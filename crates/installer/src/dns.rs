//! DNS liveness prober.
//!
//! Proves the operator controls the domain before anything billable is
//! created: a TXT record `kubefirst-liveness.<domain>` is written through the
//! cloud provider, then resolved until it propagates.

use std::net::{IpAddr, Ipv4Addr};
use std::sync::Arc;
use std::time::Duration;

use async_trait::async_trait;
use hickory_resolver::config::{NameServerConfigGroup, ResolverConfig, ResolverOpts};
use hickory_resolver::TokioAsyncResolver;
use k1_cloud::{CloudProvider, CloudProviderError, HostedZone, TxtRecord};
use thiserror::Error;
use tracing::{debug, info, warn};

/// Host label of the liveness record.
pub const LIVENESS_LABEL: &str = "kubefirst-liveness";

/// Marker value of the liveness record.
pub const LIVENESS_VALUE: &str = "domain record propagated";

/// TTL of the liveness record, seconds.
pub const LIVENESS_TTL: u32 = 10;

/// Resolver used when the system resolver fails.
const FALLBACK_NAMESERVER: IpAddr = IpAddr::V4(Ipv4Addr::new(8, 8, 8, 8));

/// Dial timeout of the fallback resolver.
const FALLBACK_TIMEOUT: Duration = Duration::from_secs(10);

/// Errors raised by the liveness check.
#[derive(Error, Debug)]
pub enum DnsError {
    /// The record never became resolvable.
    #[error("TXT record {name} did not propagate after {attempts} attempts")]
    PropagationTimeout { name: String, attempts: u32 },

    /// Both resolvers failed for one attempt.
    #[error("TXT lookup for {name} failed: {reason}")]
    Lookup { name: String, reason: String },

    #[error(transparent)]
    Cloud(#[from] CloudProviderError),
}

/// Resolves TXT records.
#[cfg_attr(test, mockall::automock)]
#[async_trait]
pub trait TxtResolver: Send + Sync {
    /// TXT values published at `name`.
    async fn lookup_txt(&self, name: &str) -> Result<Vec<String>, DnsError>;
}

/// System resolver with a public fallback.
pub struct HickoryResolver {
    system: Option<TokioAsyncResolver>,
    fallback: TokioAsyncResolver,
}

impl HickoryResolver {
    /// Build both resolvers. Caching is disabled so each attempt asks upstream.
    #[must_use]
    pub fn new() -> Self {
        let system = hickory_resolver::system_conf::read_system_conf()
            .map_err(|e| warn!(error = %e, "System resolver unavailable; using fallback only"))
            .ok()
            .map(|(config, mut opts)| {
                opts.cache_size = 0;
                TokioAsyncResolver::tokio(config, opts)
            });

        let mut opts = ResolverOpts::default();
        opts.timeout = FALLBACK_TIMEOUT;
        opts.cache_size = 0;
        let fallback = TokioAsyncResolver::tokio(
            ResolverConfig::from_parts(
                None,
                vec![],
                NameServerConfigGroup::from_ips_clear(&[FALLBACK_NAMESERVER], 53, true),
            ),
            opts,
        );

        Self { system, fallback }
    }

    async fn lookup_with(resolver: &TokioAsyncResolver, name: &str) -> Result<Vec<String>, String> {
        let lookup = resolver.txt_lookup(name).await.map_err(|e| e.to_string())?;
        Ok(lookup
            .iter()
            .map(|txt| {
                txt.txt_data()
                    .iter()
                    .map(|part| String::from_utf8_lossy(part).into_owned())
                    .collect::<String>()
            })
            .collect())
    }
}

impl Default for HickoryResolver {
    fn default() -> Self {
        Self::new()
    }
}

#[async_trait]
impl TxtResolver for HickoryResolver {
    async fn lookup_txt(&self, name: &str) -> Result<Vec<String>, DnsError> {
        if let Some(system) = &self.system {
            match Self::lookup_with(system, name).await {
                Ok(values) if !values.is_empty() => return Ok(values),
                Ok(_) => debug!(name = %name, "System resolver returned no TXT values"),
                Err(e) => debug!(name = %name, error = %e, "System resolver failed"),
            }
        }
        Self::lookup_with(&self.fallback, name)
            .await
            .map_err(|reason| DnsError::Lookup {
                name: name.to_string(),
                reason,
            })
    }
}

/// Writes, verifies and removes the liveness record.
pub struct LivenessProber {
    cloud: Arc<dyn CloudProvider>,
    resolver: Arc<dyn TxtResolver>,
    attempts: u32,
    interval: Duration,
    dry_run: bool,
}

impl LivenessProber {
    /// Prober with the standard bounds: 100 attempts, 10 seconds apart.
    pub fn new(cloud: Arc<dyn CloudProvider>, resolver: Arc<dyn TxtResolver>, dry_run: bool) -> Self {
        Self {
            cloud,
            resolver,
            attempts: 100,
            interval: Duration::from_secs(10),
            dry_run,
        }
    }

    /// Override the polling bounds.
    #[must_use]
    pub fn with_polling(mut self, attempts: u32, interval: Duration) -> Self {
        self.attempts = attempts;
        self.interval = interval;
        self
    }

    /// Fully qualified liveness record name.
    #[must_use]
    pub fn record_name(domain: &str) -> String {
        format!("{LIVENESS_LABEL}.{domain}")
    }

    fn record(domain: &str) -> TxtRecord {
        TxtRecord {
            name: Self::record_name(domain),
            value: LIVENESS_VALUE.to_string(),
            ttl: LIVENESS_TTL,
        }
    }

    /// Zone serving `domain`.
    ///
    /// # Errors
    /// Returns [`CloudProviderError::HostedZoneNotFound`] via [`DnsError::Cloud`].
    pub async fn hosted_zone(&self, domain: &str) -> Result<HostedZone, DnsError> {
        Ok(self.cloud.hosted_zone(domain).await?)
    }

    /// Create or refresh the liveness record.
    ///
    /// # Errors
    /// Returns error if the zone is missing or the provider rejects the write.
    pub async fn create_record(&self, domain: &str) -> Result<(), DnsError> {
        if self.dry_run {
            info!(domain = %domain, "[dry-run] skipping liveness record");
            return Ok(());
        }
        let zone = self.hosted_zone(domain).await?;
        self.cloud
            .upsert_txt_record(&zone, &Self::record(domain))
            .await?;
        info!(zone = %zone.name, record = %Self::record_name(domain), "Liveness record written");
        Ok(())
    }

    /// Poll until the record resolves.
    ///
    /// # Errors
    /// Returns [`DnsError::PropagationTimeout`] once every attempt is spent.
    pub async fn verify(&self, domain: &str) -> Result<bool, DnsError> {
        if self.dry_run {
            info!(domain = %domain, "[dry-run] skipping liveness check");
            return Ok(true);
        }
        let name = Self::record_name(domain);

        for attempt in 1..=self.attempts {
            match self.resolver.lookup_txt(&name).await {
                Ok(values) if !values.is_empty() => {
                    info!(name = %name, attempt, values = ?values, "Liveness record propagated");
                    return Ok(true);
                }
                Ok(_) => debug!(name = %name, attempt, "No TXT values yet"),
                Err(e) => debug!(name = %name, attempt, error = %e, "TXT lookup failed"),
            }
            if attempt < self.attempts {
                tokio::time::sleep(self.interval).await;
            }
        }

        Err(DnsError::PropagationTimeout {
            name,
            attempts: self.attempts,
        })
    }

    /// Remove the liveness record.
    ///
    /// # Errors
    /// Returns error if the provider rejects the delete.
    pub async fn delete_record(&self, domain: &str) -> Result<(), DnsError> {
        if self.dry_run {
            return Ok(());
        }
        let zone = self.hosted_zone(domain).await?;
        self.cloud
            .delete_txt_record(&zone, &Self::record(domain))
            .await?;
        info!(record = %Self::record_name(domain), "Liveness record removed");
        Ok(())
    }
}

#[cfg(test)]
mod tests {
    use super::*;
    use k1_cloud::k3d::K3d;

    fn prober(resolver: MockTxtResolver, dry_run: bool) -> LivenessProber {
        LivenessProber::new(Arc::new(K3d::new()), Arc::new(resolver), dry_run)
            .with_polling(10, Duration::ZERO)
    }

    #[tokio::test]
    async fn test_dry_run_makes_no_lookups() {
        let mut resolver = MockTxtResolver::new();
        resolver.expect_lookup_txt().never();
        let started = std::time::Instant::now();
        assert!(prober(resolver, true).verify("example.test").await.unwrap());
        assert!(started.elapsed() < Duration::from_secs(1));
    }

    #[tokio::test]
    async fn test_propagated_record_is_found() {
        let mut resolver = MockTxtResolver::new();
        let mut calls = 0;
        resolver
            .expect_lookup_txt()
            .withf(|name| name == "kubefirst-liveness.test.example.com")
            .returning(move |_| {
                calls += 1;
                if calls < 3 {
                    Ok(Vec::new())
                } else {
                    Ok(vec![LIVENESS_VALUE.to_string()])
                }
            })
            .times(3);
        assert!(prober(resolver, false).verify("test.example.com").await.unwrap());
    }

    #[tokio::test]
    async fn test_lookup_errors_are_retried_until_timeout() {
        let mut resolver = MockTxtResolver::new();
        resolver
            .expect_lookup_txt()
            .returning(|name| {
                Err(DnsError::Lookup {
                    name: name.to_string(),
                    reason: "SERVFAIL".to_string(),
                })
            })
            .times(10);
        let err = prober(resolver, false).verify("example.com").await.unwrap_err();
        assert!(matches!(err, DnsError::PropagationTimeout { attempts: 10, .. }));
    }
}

··········

- [Task requirements] Only the lines above starting with the one with "a public fallback." and going through the one with "pub fn new()" are to be copied, word for word and with both ends kept.

- [Your response]
/// System resolver with a public fallback.
pub struct HickoryResolver {
    system: Option<TokioAsyncResolver>,
    fallback: TokioAsyncResolver,
}

impl HickoryResolver {
    /// Build both resolvers. Caching is disabled so each attempt asks upstream.
    #[must_use]
    pub fn new() -> Self {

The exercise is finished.